■ INSTRUCTIONS TO FOLLOW ■
From the records below, state how many lines include the word "Some", giving only that number.
[[ RECORDED DATA, beginning ]]
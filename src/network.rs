//! Typed HTTP fetches run as chained [`TaskQueue`] units.

use std::sync::Arc;

use parking_lot::Mutex;
use reqwest::header::CONTENT_TYPE;
use serde::de::DeserializeOwned;
use serde::Serialize;
use tokio::sync::oneshot;
use tracing::{debug, warn};
use url::Url;

use crate::error::NetworkError;
use crate::queue::{TaskHandle, TaskQueue};
use crate::reachability::Reachability;
use crate::types::HomeFeedsResponse;

#[derive(Debug, Clone, Copy, PartialEq, Eq)]
pub enum HttpMethod {
    Get,
    Put,
    Post,
    Patch,
    Delete,
}

impl From<HttpMethod> for reqwest::Method {
    fn from(m: HttpMethod) -> Self {
        match m {
            HttpMethod::Get => reqwest::Method::GET,
            HttpMethod::Put => reqwest::Method::PUT,
            HttpMethod::Post => reqwest::Method::POST,
            HttpMethod::Patch => reqwest::Method::PATCH,
            HttpMethod::Delete => reqwest::Method::DELETE,
        }
    }
}

/// The API surface this client knows about.
#[derive(Debug, Clone, Copy, PartialEq, Eq)]
pub enum Endpoint {
    FetchHomeFeeds { page: u32, limit: u32 },
}

impl Endpoint {
    pub fn path(&self) -> &'static str {
        match self {
            Endpoint::FetchHomeFeeds { .. } => "/ecm/v2/super/feeds/zee5-home/details",
        }
    }

    pub fn method(&self) -> HttpMethod {
        match self {
            Endpoint::FetchHomeFeeds { .. } => HttpMethod::Get,
        }
    }

    pub fn headers(&self) -> Vec<(&'static str, String)> { Vec::new() }

    pub fn query(&self) -> Vec<(&'static str, String)> {
        match self {
            Endpoint::FetchHomeFeeds { page, limit } => vec![("page", page.to_string()), ("perPage", limit.to_string())],
        }
    }

    /// Absolute URL for this endpoint under `base`.
    pub fn url(&self, base: &Url) -> Result<Url, NetworkError> {
        let raw = format!("{}{}", base.as_str().trim_end_matches('/'), self.path());
        let mut url = Url::parse(&raw).map_err(|_| NetworkError::InvalidUrl(raw.clone()))?;
        let query = self.query();
        if !query.is_empty() {
            url.query_pairs_mut().extend_pairs(query.iter().map(|(k, v)| (*k, v.as_str())));
        }
        Ok(url)
    }
}

fn encode_body<B: Serialize>(body: &B) -> Result<Vec<u8>, NetworkError> {
    serde_json::to_vec(body).map_err(NetworkError::Encoding)
}

/// Issues fetches strictly one after another: every call is queued behind
/// the previous call made through the same service.
pub struct NetworkService {
    http: reqwest::Client,
    base_url: Url,
    queue: TaskQueue,
    reachability: Arc<dyn Reachability>,
    last: Mutex<Option<TaskHandle>>,
}

impl NetworkService {
    pub fn new(http: reqwest::Client, base_url: Url, queue: TaskQueue, reachability: Arc<dyn Reachability>) -> Self {
        Self { http, base_url, queue, reachability, last: Mutex::new(None) }
    }

    pub fn base_url(&self) -> &Url { &self.base_url }

    /// Queue a request without a body. `completion` runs inside the unit,
    /// before it finishes, and is skipped if the unit was cancelled.
    pub fn request<T, F>(&self, endpoint: Endpoint, completion: F) -> TaskHandle
    where
        T: DeserializeOwned + Send + 'static,
        F: FnOnce(Result<T, NetworkError>) + Send + 'static,
    {
        self.submit(endpoint, None, completion)
    }

    /// Queue a request with a JSON body.
    pub fn request_with_body<T, B, F>(&self, endpoint: Endpoint, body: &B, completion: F) -> TaskHandle
    where
        T: DeserializeOwned + Send + 'static,
        B: Serialize,
        F: FnOnce(Result<T, NetworkError>) + Send + 'static,
    {
        self.submit(endpoint, Some(encode_body(body)), completion)
    }

    /// Awaitable form of [`Self::request`].
    pub async fn fetch<T>(&self, endpoint: Endpoint) -> Result<T, NetworkError>
    where
        T: DeserializeOwned + Send + 'static,
    {
        let (tx, rx) = oneshot::channel();
        self.request(endpoint, move |res| { let _ = tx.send(res); });
        rx.await.unwrap_or(Err(NetworkError::Cancelled))
    }

    pub async fn fetch_home_feeds(&self, page: u32, limit: u32) -> Result<HomeFeedsResponse, NetworkError> {
        self.fetch(Endpoint::FetchHomeFeeds { page, limit }).await
    }

    fn submit<T, F>(&self, endpoint: Endpoint, body: Option<Result<Vec<u8>, NetworkError>>, completion: F) -> TaskHandle
    where
        T: DeserializeOwned + Send + 'static,
        F: FnOnce(Result<T, NetworkError>) + Send + 'static,
    {
        let http = self.http.clone();
        let base = self.base_url.clone();
        let reachability = self.reachability.clone();

        // Held across submit so concurrent callers still form a single chain.
        let mut last = self.last.lock();
        let handle = self.queue.submit(last.take(), move |task| async move {
            let result = execute::<T>(&http, reachability.as_ref(), &base, endpoint, body).await;
            if task.is_cancelled() {
                debug!(task = %task.id(), ?endpoint, "dropping result of cancelled request");
                return;
            }
            if let Err(e) = &result {
                warn!(task = %task.id(), ?endpoint, error = %e, "request failed");
            }
            completion(result);
        });
        *last = Some(handle.clone());
        handle
    }
}

async fn execute<T: DeserializeOwned>(
    http: &reqwest::Client,
    reachability: &dyn Reachability,
    base: &Url,
    endpoint: Endpoint,
    body: Option<Result<Vec<u8>, NetworkError>>,
) -> Result<T, NetworkError> {
    if !reachability.is_reachable().await {
        return Err(NetworkError::NoInternet);
    }
    let url = endpoint.url(base)?;
    let mut req = http.request(endpoint.method().into(), url.clone());
    for (name, value) in endpoint.headers() {
        req = req.header(name, value);
    }
    if let Some(body) = body {
        req = req.header(CONTENT_TYPE, "application/json").body(body?);
    }

    debug!(%url, "sending request");
    let resp = req.send().await?;
    let status = resp.status();
    let bytes = resp.bytes().await?;
    if bytes.is_empty() {
        return Err(NetworkError::Unknown);
    }
    serde_json::from_slice(&bytes).map_err(|e| {
        debug!(%url, %status, "response did not decode");
        NetworkError::Decoding(e)
    })
}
[[ RECORDED DATA, end ]]
■ ANSWER TO THE EXERCISE ■
3